EACO Corporation (hereinafter alternatively referred to as EACO, the Company, we, us, and
our) was organized under the laws of the State of Florida in September l985. From the inception
of the Company through June 2005, the Companys business consisted of operating restaurants in the
State of Florida. On June 29, 2005, the Company sold all of its operating restaurants (the Asset
Sale) including sixteen restaurant businesses, premises, equipment and other assets used in
restaurant operations. The Asset Sale was made pursuant to an asset purchase agreement dated
February 22, 2005. The only remaining activity of the restaurant operations relates to the
workers compensation claim liability, which is presented as liabilities of discontinued operations
on the Companys balance sheets. The Companys remaining operations principally consist of
managing four rental properties held for investment located in Florida and California.

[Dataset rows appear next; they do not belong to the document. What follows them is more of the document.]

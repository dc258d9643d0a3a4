// File: src/core/engine.rs
//! Single-pass resolution engine.
//!
//! Letters are resolved in reading order. A rule may reach ahead and resolve
//! a later letter early (an assimilation target); the driver skips anything
//! already resolved, so a second pass over the same graph changes nothing.

use crate::core::registry::PhonemeRegistry;
use crate::core::rules;
use crate::core::symbols::{Diacritic, DiacriticKind, LetterKind, SILENT_ALWAYS};
use crate::core::word::{LetterRef, WordGraph};
use crate::error::{PhonemizerError, Result};

pub struct Engine<'a> {
    pub(crate) registry: &'a PhonemeRegistry,
}

impl<'a> Engine<'a> {
    pub fn new(registry: &'a PhonemeRegistry) -> Self {
        Self { registry }
    }

    /// Resolve every unresolved letter of one word, in order. Words with a
    /// fixed pronunciation are left untouched.
    pub fn resolve_word(&self, g: &mut WordGraph, word_index: usize) -> Result<()> {
        if g.words[word_index].fixed_phonemes.is_some() {
            return Ok(());
        }
        for letter_index in 0..g.words[word_index].letters.len() {
            let r = LetterRef {
                word: word_index,
                letter: letter_index,
            };
            if g.letter(r).is_resolved {
                continue;
            }
            let phonemes = self.phonemize_at(g, r)?;
            g.letter_mut(r).mark_resolved(phonemes, None);
        }
        Ok(())
    }

    /// Produce the phoneme output for one letter: rewrite its marks at a
    /// recitation boundary, dispatch on letter kind, then append the
    /// diacritic contribution.
    pub(crate) fn phonemize_at(&self, g: &mut WordGraph, r: LetterRef) -> Result<Vec<String>> {
        self.prepare_boundary(g, r);

        let kind = g.letter(r).kind;
        let mut phonemes = match kind {
            LetterKind::Noon => rules::noon(self, g, r)?,
            LetterKind::Meem => rules::meem(self, g, r)?,
            LetterKind::Qalqala => rules::qalqala(self, g, r)?,
            LetterKind::Raa => rules::raa(self, g, r)?,
            LetterKind::Lam => rules::lam(self, g, r)?,
            LetterKind::HamzaWasl => rules::hamza_wasl(self, g, r)?,
            LetterKind::TaaMarbuta => rules::taa_marbuta(self, g, r)?,
            LetterKind::LongVowel(vowel) => rules::long_vowel(self, g, r, vowel)?,
            LetterKind::Default => self.default_letter(g, r),
        };
        phonemes.extend(self.modifiers(g, r)?);
        Ok(phonemes)
    }

    /// Neutralize the marks recitation drops at an utterance edge: no
    /// gemination on the first spoken letter, and no final short vowel or
    /// tanween when pausing. Long-vowel letters keep their bare form so the
    /// lengthening still sounds at the pause.
    fn prepare_boundary(&self, g: &mut WordGraph, r: LetterRef) {
        let starting = g.word_of(r).is_starting;
        let stopping = g.word_of(r).is_stopping;

        if starting && g.is_first_in_word(r) {
            g.letter_mut(r).has_shaddah = false;
        }
        if stopping && g.is_last_in_word(r) {
            let letter = g.letter_mut(r);
            match (letter.ch, letter.diacritic_kind()) {
                ('ء', Some(DiacriticKind::Fathatan)) => {
                    letter.diacritic = Some(Diacritic::synthetic_fatha());
                }
                (_, Some(k)) if k.is_sukun() => {}
                // Vowel letters lose their diacritic entirely, so a bare
                // waw/yaa still lengthens a compatible vowel at the pause.
                _ if matches!(letter.kind, LetterKind::LongVowel(_)) => {
                    letter.diacritic = None;
                }
                _ => {
                    letter.diacritic = Some(Diacritic::synthetic_sukun());
                }
            }
        }
    }

    /// Resolve an assimilation target ahead of the cursor with its own
    /// ordinary output, recording which letter consumed it.
    pub(crate) fn resolve_trigger(
        &self,
        g: &mut WordGraph,
        trigger: LetterRef,
        by: LetterRef,
    ) -> Result<()> {
        let phonemes = self.phonemize_at(g, trigger)?;
        g.letter_mut(trigger).mark_resolved(phonemes, Some(by));
        Ok(())
    }

    /// Merge an idgham target into a single nasalized articulation: the
    /// gemination mark is discarded and the base consonant is swapped for
    /// its nasal counterpart, followed by the target's own vowel.
    pub(crate) fn nasalize_trigger(
        &self,
        g: &mut WordGraph,
        trigger: LetterRef,
        by: LetterRef,
    ) -> Result<()> {
        g.letter_mut(trigger).has_shaddah = false;
        let base = g.letter(trigger).base.clone();
        let nasal = self
            .registry
            .rule_map_phoneme("idgham", "nasalized_map", &base)?
            .map(str::to_owned)
            .unwrap_or(base);
        let mut phonemes = vec![nasal];
        phonemes.extend(self.modifiers(g, trigger)?);
        g.letter_mut(trigger).mark_resolved(phonemes, Some(by));
        Ok(())
    }

    /// Base articulation with gemination applied. An unmarked letter is
    /// silent, except alef-madda whose base already carries its vowel.
    pub(crate) fn default_letter(&self, g: &WordGraph, r: LetterRef) -> Vec<String> {
        let letter = g.letter(r);
        if letter.base.is_empty() || letter.has_other(SILENT_ALWAYS) {
            return Vec::new();
        }
        if letter.diacritic.is_none() && !letter.has_shaddah {
            if letter.name == "ALEF_MADDA" {
                return vec![letter.base.clone()];
            }
            return Vec::new();
        }
        let base = letter.base.clone();
        vec![self.apply_shaddah(g, r, &base)]
    }

    /// Geminate a consonant phoneme when its letter carries shaddah.
    pub(crate) fn apply_shaddah(&self, g: &WordGraph, r: LetterRef, phoneme: &str) -> String {
        if g.letter(r).has_shaddah {
            format!("{phoneme}{phoneme}")
        } else {
            phoneme.to_string()
        }
    }

    /// Diacritic contribution appended after the base articulation: nothing
    /// for sukun, the short vowel (lengthened when an extension mark sits on
    /// the letter), or the expanded tanween.
    pub(crate) fn modifiers(&self, g: &mut WordGraph, r: LetterRef) -> Result<Vec<String>> {
        let Some(diacritic) = g.letter(r).diacritic.clone() else {
            return Ok(Vec::new());
        };
        match diacritic.kind {
            DiacriticKind::Sukun => Ok(Vec::new()),
            DiacriticKind::Fatha | DiacriticKind::Damma | DiacriticKind::Kasra => {
                if g.letter(r).extension.is_some() {
                    Ok(vec![format!("{}:", diacritic.phoneme)])
                } else {
                    Ok(vec![diacritic.phoneme])
                }
            }
            DiacriticKind::Fathatan | DiacriticKind::Dammatan | DiacriticKind::Kasratan => {
                self.apply_tanween(g, r, &diacritic)
            }
        }
    }

    /// Expand tanween into its short vowel plus a final nasal, rewritten by
    /// whatever consonant follows across the word boundary.
    fn apply_tanween(
        &self,
        g: &mut WordGraph,
        r: LetterRef,
        diacritic: &Diacritic,
    ) -> Result<Vec<String>> {
        let mut chars = diacritic.phoneme.chars();
        let short = chars.next();
        let nasal: String = chars.collect();
        let Some(short) = short.filter(|_| !nasal.is_empty()) else {
            return Err(PhonemizerError::Config(format!(
                "tanween diacritic '{}' must map to a vowel plus a nasal, got '{}'",
                diacritic.ch, diacritic.phoneme
            )));
        };
        let short = short.to_string();

        let mut target = g.next_letter(r, 1);

        // A bare alef (or alef-maksura) written after tanween is a seat, not
        // a sound. Pausing turns the tanween into its long vowel; otherwise
        // the rewrite looks one letter further.
        if let Some(t) = target {
            let seat = g.letter(t);
            if matches!(seat.ch, 'ا' | 'ى') && seat.diacritic.is_none() && !seat.is_resolved {
                g.letter_mut(t).mark_resolved(Vec::new(), Some(r));
                if g.word_of(r).is_stopping {
                    return Ok(vec![format!("{short}:")]);
                }
                target = g.next_letter(r, 2);
            }
        }

        let Some(t) = target else {
            return Ok(vec![format!("{short}:")]);
        };

        let next = g.letter(t);
        if next.ch == 'ب' {
            let iqlab = self.registry.rule_phoneme("iqlab", "phoneme")?.to_string();
            return Ok(vec![short, iqlab]);
        }
        if next.is_ikhfaa_trigger() {
            let key = if next.is_heavy() {
                "heavy_phoneme"
            } else {
                "light_phoneme"
            };
            let hidden = self.registry.rule_phoneme("ikhfaa", key)?.to_string();
            return Ok(vec![short, hidden]);
        }
        if next.is_idgham_ghunnah_trigger() {
            self.nasalize_trigger(g, t, r)?;
            return Ok(vec![short]);
        }
        if matches!(next.ch, 'ل' | 'ر') {
            return Ok(vec![short]);
        }
        Ok(vec![short, nasal])
    }
}
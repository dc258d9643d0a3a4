use std::path::{Path, PathBuf};
use std::process::ExitCode;

use crossterm::style::Stylize;
use phonemizer_core::{Phonemizer, StopType};

const USAGE: &str = "Usage: phonemize <database.json> <reference> [options]

  <reference>     \"2\", \"2:255\", \"1:1:1\" or a range like \"1:1:1-1:1:4\"

Options:
  --stop <names>  comma-separated pause selection: verse, preferred_continue,
                  preferred_stop, compulsory_stop, prohibited_stop,
                  optional_stop, embracing_stop (default: verse)
  --out <path>    also write the result as JSON
";

struct Args {
    db_path: PathBuf,
    reference: String,
    stops: Vec<StopType>,
    out: Option<PathBuf>,
}

fn parse_args() -> Result<Args, String> {
    let mut positional = Vec::new();
    let mut stops = Vec::new();
    let mut out = None;

    let mut iter = std::env::args().skip(1);
    while let Some(arg) = iter.next() {
        match arg.as_str() {
            "--stop" => {
                let value = iter.next().ok_or("--stop needs a value")?;
                for name in value.split(',') {
                    stops.push(StopType::parse(name.trim()).map_err(|e| e.to_string())?);
                }
            }
            "--out" => {
                let value = iter.next().ok_or("--out needs a value")?;
                out = Some(PathBuf::from(value));
            }
            "--help" | "-h" => return Err(String::new()),
            _ => positional.push(arg),
        }
    }

    let [db_path, reference]: [String; 2] = positional.try_into().map_err(|_| {
        "expected exactly two arguments: <database.json> <reference>".to_string()
    })?;
    if stops.is_empty() {
        stops.push(StopType::Verse);
    }
    Ok(Args {
        db_path: PathBuf::from(db_path),
        reference,
        stops,
        out,
    })
}

fn run(args: &Args) -> phonemizer_core::Result<()> {
    let phonemizer = Phonemizer::with_bundled_tables(&args.db_path)?;
    let result = phonemizer.phonemize(&args.reference, &args.stops)?;

    println!("{}", format!("Reference: {}", result.reference).bold());
    for ((location, text), word) in result
        .locations
        .iter()
        .zip(&result.text)
        .zip(result.phonemes_nested())
    {
        println!(
            "  {}  {}  {}",
            location.key().dark_grey(),
            text.as_str().cyan(),
            word.join(" ").green()
        );
    }
    println!(
        "\n{} {}",
        "Joined:".bold(),
        result.joined("", " ", " | ")
    );

    if let Some(out) = &args.out {
        result.save(out)?;
        println!("Saved to {}", out.display());
    }
    Ok(())
}

fn main() -> ExitCode {
    env_logger::init();

    let args = match parse_args() {
        Ok(args) => args,
        Err(message) => {
            if !message.is_empty() {
                eprintln!("{}", format!("[ERROR] {message}").red());
            }
            eprintln!("{USAGE}");
            return ExitCode::FAILURE;
        }
    };

    if !Path::new(&args.db_path).exists() {
        eprintln!(
            "{}",
            format!("[ERROR] database not found: {}", args.db_path.display()).red()
        );
        return ExitCode::FAILURE;
    }

    match run(&args) {
        Ok(()) => ExitCode::SUCCESS,
        Err(e) => {
            eprintln!("{}", format!("[ERROR] {e}").red());
            ExitCode::FAILURE
        }
    }
}
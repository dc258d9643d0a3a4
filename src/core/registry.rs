// File: src/core/registry.rs
use std::collections::{BTreeMap, HashMap};
use std::fs;
use std::path::Path;

use serde::Deserialize;

use crate::error::{PhonemizerError, Result};

/// Which section of the base table a script character belongs to.
#[derive(Debug, Clone, Copy, PartialEq, Eq)]
pub enum SymbolCategory {
    Letter,
    Diacritic,
    Extension,
    StopSign,
    Other,
}

/// One entry of the base table: a named script character with its (possibly
/// empty) base phoneme.
#[derive(Debug, Clone)]
pub struct SymbolSpec {
    pub name: String,
    pub category: SymbolCategory,
    pub ch: char,
    pub phoneme: String,
}

#[derive(Deserialize)]
struct RawEntry {
    char: String,
    #[serde(default)]
    phoneme: String,
}

#[derive(Deserialize)]
struct RawBaseTable {
    #[serde(default)]
    letters: BTreeMap<String, RawEntry>,
    #[serde(default)]
    diacritics: BTreeMap<String, RawEntry>,
    #[serde(default)]
    extensions: BTreeMap<String, RawEntry>,
    #[serde(default)]
    stop_signs: BTreeMap<String, RawEntry>,
    #[serde(default)]
    other: BTreeMap<String, RawEntry>,
}

/// A named rule section: flat phoneme values plus optional nested maps such
/// as `nasalized_map` (base letter phoneme -> nasalized equivalent).
#[derive(Debug, Clone, Default)]
struct RuleSpec {
    values: HashMap<String, String>,
    maps: HashMap<String, HashMap<String, String>>,
}

/// Immutable lookup tables for base and rule phonemes.
///
/// Built once at startup from the two declarative JSON sources; loading fails
/// fast if either source is missing or malformed, since the engine cannot
/// produce any output without them.
pub struct PhonemeRegistry {
    by_char: HashMap<char, SymbolSpec>,
    rules: HashMap<String, RuleSpec>,
}

const BUNDLED_BASE: &str = include_str!("../../data/base_phonemes.json");
const BUNDLED_RULES: &str = include_str!("../../data/rule_phonemes.json");

impl PhonemeRegistry {
    pub fn from_files(base_path: &Path, rule_path: &Path) -> Result<Self> {
        let base = fs::read_to_string(base_path).map_err(|source| PhonemizerError::Io {
            path: base_path.to_path_buf(),
            source,
        })?;
        let rules = fs::read_to_string(rule_path).map_err(|source| PhonemizerError::Io {
            path: rule_path.to_path_buf(),
            source,
        })?;
        let base: RawBaseTable =
            serde_json::from_str(&base).map_err(|source| PhonemizerError::MalformedTable {
                path: base_path.to_path_buf(),
                source,
            })?;
        let rules: HashMap<String, HashMap<String, serde_json::Value>> =
            serde_json::from_str(&rules).map_err(|source| PhonemizerError::MalformedTable {
                path: rule_path.to_path_buf(),
                source,
            })?;
        Self::build(base, rules)
    }

    /// Parse the registry from in-memory JSON documents.
    pub fn from_json_strs(base_json: &str, rule_json: &str) -> Result<Self> {
        let base: RawBaseTable = serde_json::from_str(base_json)
            .map_err(|e| PhonemizerError::Config(format!("base table: {e}")))?;
        let rules: HashMap<String, HashMap<String, serde_json::Value>> =
            serde_json::from_str(rule_json)
                .map_err(|e| PhonemizerError::Config(format!("rule table: {e}")))?;
        Self::build(base, rules)
    }

    /// The tables shipped with the crate under `data/`.
    pub fn bundled() -> Result<Self> {
        Self::from_json_strs(BUNDLED_BASE, BUNDLED_RULES)
    }

    fn build(
        base: RawBaseTable,
        raw_rules: HashMap<String, HashMap<String, serde_json::Value>>,
    ) -> Result<Self> {
        let mut by_char = HashMap::new();
        let sections = [
            (SymbolCategory::Letter, base.letters),
            (SymbolCategory::Diacritic, base.diacritics),
            (SymbolCategory::Extension, base.extensions),
            (SymbolCategory::StopSign, base.stop_signs),
            (SymbolCategory::Other, base.other),
        ];
        for (category, entries) in sections {
            for (name, entry) in entries {
                let mut chars = entry.char.chars();
                let ch = match (chars.next(), chars.next()) {
                    (Some(c), None) => c,
                    _ => {
                        return Err(PhonemizerError::Config(format!(
                            "entry '{name}' must map exactly one character, got '{}'",
                            entry.char
                        )))
                    }
                };
                by_char.insert(
                    ch,
                    SymbolSpec {
                        name,
                        category,
                        ch,
                        phoneme: entry.phoneme,
                    },
                );
            }
        }

        let mut rules = HashMap::new();
        for (rule_name, section) in raw_rules {
            let mut spec = RuleSpec::default();
            for (key, value) in section {
                match value {
                    serde_json::Value::String(s) => {
                        spec.values.insert(key, s);
                    }
                    serde_json::Value::Object(map) => {
                        let mut inner = HashMap::new();
                        for (k, v) in map {
                            match v {
                                serde_json::Value::String(s) => {
                                    inner.insert(k, s);
                                }
                                other => {
                                    return Err(PhonemizerError::Config(format!(
                                        "rule '{rule_name}.{key}.{k}' must be a string, got {other}"
                                    )))
                                }
                            }
                        }
                        spec.maps.insert(key, inner);
                    }
                    other => {
                        return Err(PhonemizerError::Config(format!(
                            "rule '{rule_name}.{key}' must be a string or map, got {other}"
                        )))
                    }
                }
            }
            rules.insert(rule_name, spec);
        }

        Ok(Self { by_char, rules })
    }

    /// Full spec for a script character, if the catalog knows it.
    pub fn lookup(&self, ch: char) -> Option<&SymbolSpec> {
        self.by_char.get(&ch)
    }

    /// Base phoneme for a character; empty for unknown or silent symbols.
    pub fn base_phoneme(&self, ch: char) -> &str {
        self.by_char.get(&ch).map(|s| s.phoneme.as_str()).unwrap_or("")
    }

    /// A named phoneme from the rule table, e.g. `rule_phoneme("ikhfaa",
    /// "light_phoneme")`. A missing rule or key is a configuration error.
    pub fn rule_phoneme(&self, rule: &str, key: &str) -> Result<&str> {
        self.rules
            .get(rule)
            .and_then(|spec| spec.values.get(key))
            .map(String::as_str)
            .ok_or_else(|| PhonemizerError::Config(format!("missing rule phoneme {rule}.{key}")))
    }

    /// Nested map lookup, e.g. the nasalized equivalent of a base phoneme.
    pub fn rule_map_phoneme(&self, rule: &str, map: &str, key: &str) -> Result<Option<&str>> {
        let spec = self
            .rules
            .get(rule)
            .and_then(|spec| spec.maps.get(map))
            .ok_or_else(|| PhonemizerError::Config(format!("missing rule map {rule}.{map}")))?;
        Ok(spec.get(key).map(String::as_str))
    }
}

#[cfg(test)]
mod tests {
    use super::*;

    #[test]
    fn bundled_tables_load() {
        let reg = PhonemeRegistry::bundled().unwrap();
        assert_eq!(reg.base_phoneme('ب'), "b");
        assert_eq!(reg.base_phoneme('ن'), "n");
        assert_eq!(reg.base_phoneme('#'), "");
        assert_eq!(reg.lookup('ۚ').unwrap().category, SymbolCategory::StopSign);
    }

    #[test]
    fn rule_lookups() {
        let reg = PhonemeRegistry::bundled().unwrap();
        assert_eq!(reg.rule_phoneme("iqlab", "phoneme").unwrap(), "m̃");
        assert_eq!(
            reg.rule_map_phoneme("idgham", "nasalized_map", "m").unwrap(),
            Some("m̃")
        );
        assert!(reg.rule_phoneme("iqlab", "nope").is_err());
    }

    #[test]
    fn malformed_table_is_fatal() {
        assert!(PhonemeRegistry::from_json_strs("{", "{}").is_err());
        assert!(PhonemeRegistry::from_json_strs(
            r#"{"letters": {"BA": {"char": "با"}}}"#,
            "{}"
        )
        .is_err());
    }
}
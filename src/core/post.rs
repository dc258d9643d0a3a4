// File: src/core/post.rs
//! Whole-sequence passes run after every letter is resolved.
//!
//! These operate on the per-word phoneme lists, so cross-word effects (a
//! gemination reaching back into the previous word, a lengthening mark at a
//! word's first slot) are handled here rather than in the letter rules.

/// Index of the last phoneme slot strictly before `(word, index)`, searching
/// backwards across word boundaries.
fn prev_slot(words: &[Vec<String>], word: usize, index: usize) -> Option<(usize, usize)> {
    if index > 0 {
        return Some((word, index - 1));
    }
    let mut w = word;
    while w > 0 {
        w -= 1;
        if let Some(last) = words[w].len().checked_sub(1) {
            return Some((w, last));
        }
    }
    None
}

/// Fold a residual gemination marker into the preceding phoneme by doubling
/// it in place. `mark` is the shaddah's own configured output; when the
/// tables give it no output this pass has nothing to find and returns
/// immediately.
pub fn geminate(words: &mut [Vec<String>], mark: &str) {
    if mark.is_empty() {
        return;
    }
    for w in 0..words.len() {
        for i in 0..words[w].len() {
            if words[w][i] != mark {
                continue;
            }
            words[w][i].clear();
            if let Some((pw, pi)) = prev_slot(words, w, i) {
                let doubled = format!("{0}{0}", words[pw][pi]);
                words[pw][pi] = doubled;
            }
        }
    }
    for word in words.iter_mut() {
        word.retain(|p| !p.is_empty());
    }
}

/// Merge standalone ":" lengthening tokens into the vowel before them and
/// drop empty slots left behind by silent letters.
pub fn merge_long_vowels(words: &mut [Vec<String>]) {
    for w in 0..words.len() {
        for i in 0..words[w].len() {
            if words[w][i] != ":" {
                continue;
            }
            words[w][i].clear();
            if let Some((pw, pi)) = prev_slot(words, w, i) {
                if !words[pw][pi].ends_with(':') {
                    words[pw][pi].push(':');
                }
            }
        }
    }
    for word in words.iter_mut() {
        word.retain(|p| !p.is_empty());
    }
}

/// Split surviving tanween pairs into their short vowel and nasal.
pub fn split_tanween(words: &mut [Vec<String>]) {
    for word in words.iter_mut() {
        let mut out = Vec::with_capacity(word.len());
        for phoneme in word.drain(..) {
            match phoneme.as_str() {
                "an" | "un" | "in" => {
                    let (short, nasal) = phoneme.split_at(1);
                    out.push(short.to_string());
                    out.push(nasal.to_string());
                }
                _ => out.push(phoneme),
            }
        }
        *word = out;
    }
}

/// All passes, in their fixed order.
pub fn run_all(words: &mut [Vec<String>], shadda_mark: &str) {
    geminate(words, shadda_mark);
    merge_long_vowels(words);
    split_tanween(words);
}
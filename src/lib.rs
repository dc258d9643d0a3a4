// src/lib.rs

pub mod core;
pub mod error;

pub use crate::core::location::Location;
pub use crate::core::phonemizer::Phonemizer;
pub use crate::core::result::PhonemizeResult;
pub use crate::core::symbols::{StopKind, StopType};
pub use crate::error::{PhonemizerError, Result};
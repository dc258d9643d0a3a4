// File: src/core/result.rs
//! Output container and export views.

use std::fs;
use std::io::BufWriter;
use std::path::Path;

use serde::{Deserialize, Serialize};
use tempfile::NamedTempFile;

use crate::core::location::Location;
use crate::error::{PhonemizerError, Result};

/// The phonemization of one resolved reference: per-word phoneme lists in
/// reading order, alongside the locations and source text they came from.
#[derive(Debug, Clone, Serialize, Deserialize)]
pub struct PhonemizeResult {
    pub reference: String,
    pub text: Vec<String>,
    pub locations: Vec<Location>,
    pub phonemes: Vec<Vec<String>>,
}

impl PhonemizeResult {
    /// Per-word view, one phoneme list per word.
    pub fn phonemes_nested(&self) -> &[Vec<String>] {
        &self.phonemes
    }

    /// Flat phoneme stream with word boundaries erased.
    pub fn phonemes_flat(&self) -> Vec<String> {
        self.phonemes.iter().flatten().cloned().collect()
    }

    /// Render the result as one string: phonemes joined by `phoneme_sep`,
    /// words by `word_sep`, and verses by `verse_sep`.
    pub fn joined(&self, phoneme_sep: &str, word_sep: &str, verse_sep: &str) -> String {
        let mut out = String::new();
        for (i, word) in self.phonemes.iter().enumerate() {
            if i > 0 {
                let prev = self.locations[i - 1];
                let cur = self.locations[i];
                if (prev.surah, prev.verse) != (cur.surah, cur.verse) {
                    out.push_str(verse_sep);
                } else {
                    out.push_str(word_sep);
                }
            }
            out.push_str(&word.join(phoneme_sep));
        }
        out
    }

    /// Write the result as JSON, atomically: serialize into a temp file in
    /// the target directory, then rename over the destination.
    pub fn save(&self, path: &Path) -> Result<()> {
        let parent_dir = path.parent().filter(|p| !p.as_os_str().is_empty());
        let parent_dir = parent_dir.unwrap_or_else(|| Path::new("."));
        fs::create_dir_all(parent_dir).map_err(|source| PhonemizerError::Io {
            path: parent_dir.to_path_buf(),
            source,
        })?;

        let temp_file = NamedTempFile::new_in(parent_dir).map_err(|source| PhonemizerError::Io {
            path: parent_dir.to_path_buf(),
            source,
        })?;
        let writer = BufWriter::new(&temp_file);
        serde_json::to_writer_pretty(writer, self).map_err(|source| {
            PhonemizerError::MalformedTable {
                path: path.to_path_buf(),
                source,
            }
        })?;
        temp_file.persist(path).map_err(|e| PhonemizerError::Io {
            path: path.to_path_buf(),
            source: e.error,
        })?;
        Ok(())
    }
}

#[cfg(test)]
mod tests {
    use super::*;

    fn sample() -> PhonemizeResult {
        PhonemizeResult {
            reference: "1:1:1-1:2:1".to_string(),
            text: vec!["a".into(), "b".into(), "c".into()],
            locations: vec![
                Location::new(1, 1, 1),
                Location::new(1, 1, 2),
                Location::new(1, 2, 1),
            ],
            phonemes: vec![
                vec!["b".into(), "i".into()],
                vec!["s".into(), "m".into()],
                vec!["i".into()],
            ],
        }
    }

    #[test]
    fn joined_marks_word_and_verse_breaks() {
        let result = sample();
        assert_eq!(result.joined("", " ", " | "), "bi sm | i");
    }

    #[test]
    fn flat_view_erases_word_boundaries() {
        assert_eq!(
            sample().phonemes_flat(),
            vec!["b", "i", "s", "m", "i"]
                .into_iter()
                .map(String::from)
                .collect::<Vec<_>>()
        );
    }

    #[test]
    fn save_round_trips() {
        let dir = tempfile::tempdir().unwrap();
        let path = dir.path().join("out.json");
        let result = sample();
        result.save(&path).unwrap();
        let loaded: PhonemizeResult =
            serde_json::from_str(&fs::read_to_string(&path).unwrap()).unwrap();
        assert_eq!(loaded.reference, result.reference);
        assert_eq!(loaded.phonemes, result.phonemes);
    }
}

EACO filed an amendment to its articles of incorporation with the Secretary of State of the State
of Florida, effective March 23, 2010 (the Effective Time), to effect a 1-for-25 reverse split of
its outstanding common stock (the Reverse Split). As of the Effective Time, each outstanding
share of EACO common stock automatically converted into four one-hundredth (0.04) of a share of
common stock. Unless otherwise noted, the number of common shares and per share calculations in
this report reflect the effect of the reverse split. See Note 7, Shareholders Equity, for further
discussion.
During 2009, the Company engaged financial advisors to evaluate alternative strategies to increase
shareholder value, including a merger with Bisco Industries, Inc. (Bisco), an affiliated entity
wholly owned by the Companys majority stockholder and Chief Executive Officer, Glen F. Ceiley,
(CEO). Bisco is a distributor of electronic components and fasteners with 37 sales offices and
six distribution centers located throughout the United States and Canada. Bisco supplies parts used
in the manufacture of products in a broad range of industries, including the aerospace, circuit
board, communication, computer, fabrication, instrumentation, industrial equipment and marine
industries.
On March 24, 2010, EACO completed the acquisition of Bisco, a company under the common control of
EACOs largest shareholder (Glen Ceiley). The acquisition of Bisco (the Acquisition) was
consummated pursuant to an Agreement and Plan of Merger dated December 22, 2009 by and among EACO,
Bisco Acquisition Corp., Bisco and Glen F. Ceiley (the Agreement). Pursuant to the Agreement,
Bisco Acquisition Corp., a wholly-owned subsidiary of EACO, was merged with and into Bisco; Bisco
was the surviving corporation in the merger and became a wholly-owned subsidiary of EACO. . The
transaction was accounted for as a combination of companies under common control using the
historical balances of Bisco. (See Basis of Presentation below)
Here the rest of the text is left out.